Up to the line containing "let info = AboutInfo", nothing is kept; from that line through the end of the data below, output every line exactly.

=== AVAILABLE DATA ===

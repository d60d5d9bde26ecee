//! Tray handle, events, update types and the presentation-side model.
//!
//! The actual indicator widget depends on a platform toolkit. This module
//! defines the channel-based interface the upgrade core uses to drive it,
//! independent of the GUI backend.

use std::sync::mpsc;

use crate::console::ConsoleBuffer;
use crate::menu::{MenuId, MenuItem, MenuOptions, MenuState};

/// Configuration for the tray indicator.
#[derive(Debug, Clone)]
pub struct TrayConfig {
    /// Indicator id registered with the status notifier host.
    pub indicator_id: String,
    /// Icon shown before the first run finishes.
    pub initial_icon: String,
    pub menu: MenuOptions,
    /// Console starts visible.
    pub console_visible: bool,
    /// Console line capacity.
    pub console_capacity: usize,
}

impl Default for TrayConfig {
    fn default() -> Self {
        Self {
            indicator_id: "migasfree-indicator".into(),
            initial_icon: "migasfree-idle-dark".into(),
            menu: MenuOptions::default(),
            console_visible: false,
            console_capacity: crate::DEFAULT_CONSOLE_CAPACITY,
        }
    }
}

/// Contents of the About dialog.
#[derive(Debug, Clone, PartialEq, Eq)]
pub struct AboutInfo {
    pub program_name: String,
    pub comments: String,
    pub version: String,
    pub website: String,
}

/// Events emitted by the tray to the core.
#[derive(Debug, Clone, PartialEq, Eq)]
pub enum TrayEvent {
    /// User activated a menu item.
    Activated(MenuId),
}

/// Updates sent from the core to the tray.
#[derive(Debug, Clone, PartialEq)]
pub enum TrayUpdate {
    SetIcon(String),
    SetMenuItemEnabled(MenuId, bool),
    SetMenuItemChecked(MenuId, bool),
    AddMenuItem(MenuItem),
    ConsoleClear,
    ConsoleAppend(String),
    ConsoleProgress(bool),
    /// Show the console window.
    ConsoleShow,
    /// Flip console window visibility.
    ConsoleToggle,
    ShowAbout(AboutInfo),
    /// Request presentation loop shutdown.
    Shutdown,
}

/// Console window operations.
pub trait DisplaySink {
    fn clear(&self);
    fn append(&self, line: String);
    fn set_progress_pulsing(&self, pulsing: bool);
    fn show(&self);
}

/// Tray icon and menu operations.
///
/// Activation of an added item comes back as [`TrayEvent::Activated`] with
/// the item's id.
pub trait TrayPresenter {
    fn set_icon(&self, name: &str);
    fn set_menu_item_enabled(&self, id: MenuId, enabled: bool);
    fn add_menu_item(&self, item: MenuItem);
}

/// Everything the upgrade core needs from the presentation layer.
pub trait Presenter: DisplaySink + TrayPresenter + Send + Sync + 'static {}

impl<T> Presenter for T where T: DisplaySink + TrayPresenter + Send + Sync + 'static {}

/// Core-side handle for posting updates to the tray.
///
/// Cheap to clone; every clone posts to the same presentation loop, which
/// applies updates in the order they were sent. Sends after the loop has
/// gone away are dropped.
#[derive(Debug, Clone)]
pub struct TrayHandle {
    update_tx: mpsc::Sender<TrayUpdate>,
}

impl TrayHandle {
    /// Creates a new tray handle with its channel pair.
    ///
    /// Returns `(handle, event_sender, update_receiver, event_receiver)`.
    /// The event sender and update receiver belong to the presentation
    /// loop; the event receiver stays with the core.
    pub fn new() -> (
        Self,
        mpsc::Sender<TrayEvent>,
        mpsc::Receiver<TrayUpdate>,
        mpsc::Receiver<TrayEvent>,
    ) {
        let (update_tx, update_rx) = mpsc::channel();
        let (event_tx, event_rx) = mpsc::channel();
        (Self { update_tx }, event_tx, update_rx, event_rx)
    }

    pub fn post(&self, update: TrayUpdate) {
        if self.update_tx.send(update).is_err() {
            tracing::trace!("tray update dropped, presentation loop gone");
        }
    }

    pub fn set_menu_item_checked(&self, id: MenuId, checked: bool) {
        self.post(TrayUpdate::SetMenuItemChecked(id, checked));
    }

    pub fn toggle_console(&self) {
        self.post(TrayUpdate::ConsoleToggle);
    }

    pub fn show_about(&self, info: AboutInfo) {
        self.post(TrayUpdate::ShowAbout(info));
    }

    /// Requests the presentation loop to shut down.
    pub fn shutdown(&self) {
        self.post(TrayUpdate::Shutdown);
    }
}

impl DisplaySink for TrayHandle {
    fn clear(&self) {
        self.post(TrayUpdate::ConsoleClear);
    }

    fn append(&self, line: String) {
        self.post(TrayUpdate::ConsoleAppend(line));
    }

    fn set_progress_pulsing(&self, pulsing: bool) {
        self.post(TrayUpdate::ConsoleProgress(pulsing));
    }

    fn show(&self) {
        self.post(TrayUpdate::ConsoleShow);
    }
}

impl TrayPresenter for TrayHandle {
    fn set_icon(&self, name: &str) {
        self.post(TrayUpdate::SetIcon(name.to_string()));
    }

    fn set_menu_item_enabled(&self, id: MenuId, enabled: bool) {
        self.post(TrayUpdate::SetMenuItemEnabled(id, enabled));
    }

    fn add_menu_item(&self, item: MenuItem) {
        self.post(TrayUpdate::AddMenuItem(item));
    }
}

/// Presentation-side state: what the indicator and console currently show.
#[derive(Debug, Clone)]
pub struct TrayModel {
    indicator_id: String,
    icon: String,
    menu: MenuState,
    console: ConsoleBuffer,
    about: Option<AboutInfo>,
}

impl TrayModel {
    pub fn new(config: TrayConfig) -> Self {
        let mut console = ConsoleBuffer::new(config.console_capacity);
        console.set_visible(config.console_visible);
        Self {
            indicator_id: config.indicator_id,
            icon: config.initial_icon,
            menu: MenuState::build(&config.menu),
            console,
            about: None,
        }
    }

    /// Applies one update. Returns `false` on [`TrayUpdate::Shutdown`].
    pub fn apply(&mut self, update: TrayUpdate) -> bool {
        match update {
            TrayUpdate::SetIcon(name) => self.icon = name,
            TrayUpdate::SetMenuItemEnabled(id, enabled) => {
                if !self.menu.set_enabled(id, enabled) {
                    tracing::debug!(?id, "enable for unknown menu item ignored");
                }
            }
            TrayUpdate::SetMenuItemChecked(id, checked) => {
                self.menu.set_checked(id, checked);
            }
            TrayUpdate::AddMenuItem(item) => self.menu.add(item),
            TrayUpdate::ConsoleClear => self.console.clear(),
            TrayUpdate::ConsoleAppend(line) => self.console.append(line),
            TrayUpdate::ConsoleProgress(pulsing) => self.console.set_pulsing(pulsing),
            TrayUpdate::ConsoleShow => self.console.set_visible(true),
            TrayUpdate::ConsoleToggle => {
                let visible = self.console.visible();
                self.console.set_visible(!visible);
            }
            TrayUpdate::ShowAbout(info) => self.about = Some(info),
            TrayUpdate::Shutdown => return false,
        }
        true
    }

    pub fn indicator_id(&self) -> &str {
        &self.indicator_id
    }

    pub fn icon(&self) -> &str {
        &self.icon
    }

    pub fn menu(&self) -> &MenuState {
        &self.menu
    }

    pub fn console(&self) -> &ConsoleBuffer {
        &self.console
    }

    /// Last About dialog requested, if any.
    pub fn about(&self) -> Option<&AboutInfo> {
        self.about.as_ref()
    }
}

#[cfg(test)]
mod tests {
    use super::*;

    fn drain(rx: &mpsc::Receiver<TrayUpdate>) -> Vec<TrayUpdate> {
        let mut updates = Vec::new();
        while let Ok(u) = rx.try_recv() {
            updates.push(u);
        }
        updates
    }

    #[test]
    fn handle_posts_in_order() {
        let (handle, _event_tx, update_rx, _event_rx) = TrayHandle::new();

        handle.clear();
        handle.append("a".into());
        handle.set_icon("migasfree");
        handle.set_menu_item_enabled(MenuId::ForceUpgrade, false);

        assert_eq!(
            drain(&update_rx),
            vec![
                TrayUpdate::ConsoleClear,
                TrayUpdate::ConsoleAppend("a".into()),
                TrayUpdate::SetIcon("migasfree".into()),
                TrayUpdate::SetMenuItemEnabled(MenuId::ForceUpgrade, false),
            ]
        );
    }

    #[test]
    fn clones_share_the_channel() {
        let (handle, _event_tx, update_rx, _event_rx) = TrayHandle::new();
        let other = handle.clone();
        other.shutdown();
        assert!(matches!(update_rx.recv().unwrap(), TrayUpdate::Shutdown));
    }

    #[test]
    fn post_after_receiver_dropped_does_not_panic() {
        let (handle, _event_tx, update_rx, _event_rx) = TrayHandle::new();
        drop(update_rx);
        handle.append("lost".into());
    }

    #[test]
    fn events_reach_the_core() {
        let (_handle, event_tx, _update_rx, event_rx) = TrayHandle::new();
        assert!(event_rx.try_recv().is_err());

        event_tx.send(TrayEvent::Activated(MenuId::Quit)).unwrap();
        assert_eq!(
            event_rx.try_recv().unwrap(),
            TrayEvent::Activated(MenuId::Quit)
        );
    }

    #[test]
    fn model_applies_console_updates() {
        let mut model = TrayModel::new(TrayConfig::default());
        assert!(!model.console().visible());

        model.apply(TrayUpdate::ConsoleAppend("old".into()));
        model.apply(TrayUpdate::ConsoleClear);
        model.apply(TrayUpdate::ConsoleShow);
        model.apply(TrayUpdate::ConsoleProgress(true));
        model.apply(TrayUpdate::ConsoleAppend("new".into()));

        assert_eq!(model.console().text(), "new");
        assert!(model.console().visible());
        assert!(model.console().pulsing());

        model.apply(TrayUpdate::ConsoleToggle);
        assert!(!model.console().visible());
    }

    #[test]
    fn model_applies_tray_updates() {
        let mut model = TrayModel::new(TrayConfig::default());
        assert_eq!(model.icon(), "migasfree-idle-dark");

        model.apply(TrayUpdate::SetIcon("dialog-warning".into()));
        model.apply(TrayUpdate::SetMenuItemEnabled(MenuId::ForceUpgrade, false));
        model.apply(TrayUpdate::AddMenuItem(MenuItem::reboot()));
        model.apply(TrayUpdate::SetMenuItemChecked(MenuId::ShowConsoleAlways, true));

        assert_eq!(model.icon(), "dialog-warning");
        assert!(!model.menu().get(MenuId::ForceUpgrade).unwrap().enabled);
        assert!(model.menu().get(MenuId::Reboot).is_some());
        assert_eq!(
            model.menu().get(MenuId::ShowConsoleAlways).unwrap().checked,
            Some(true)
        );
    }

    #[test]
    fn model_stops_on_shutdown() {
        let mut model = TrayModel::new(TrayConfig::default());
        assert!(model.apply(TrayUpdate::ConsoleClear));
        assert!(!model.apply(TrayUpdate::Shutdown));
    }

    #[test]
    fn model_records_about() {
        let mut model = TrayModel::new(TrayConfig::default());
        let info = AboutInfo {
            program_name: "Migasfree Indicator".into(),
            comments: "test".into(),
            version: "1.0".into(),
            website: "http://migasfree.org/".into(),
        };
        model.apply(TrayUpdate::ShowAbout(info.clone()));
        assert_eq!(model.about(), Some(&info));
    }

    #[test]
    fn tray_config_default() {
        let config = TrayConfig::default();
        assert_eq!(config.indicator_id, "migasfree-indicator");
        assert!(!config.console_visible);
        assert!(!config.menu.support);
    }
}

===

* [ANSWER FOR THE TASK]
        let info = AboutInfo {
            program_name: "Migasfree Indicator".into(),
            comments: "test".into(),
            version: "1.0".into(),
            website: "http://migasfree.org/".into(),
        };
        model.apply(TrayUpdate::ShowAbout(info.clone()));
        assert_eq!(model.about(), Some(&info));
    }

    #[test]
    fn tray_config_default() {
        let config = TrayConfig::default();
        assert_eq!(config.indicator_id, "migasfree-indicator");
        assert!(!config.console_visible);
        assert!(!config.menu.support);
    }
}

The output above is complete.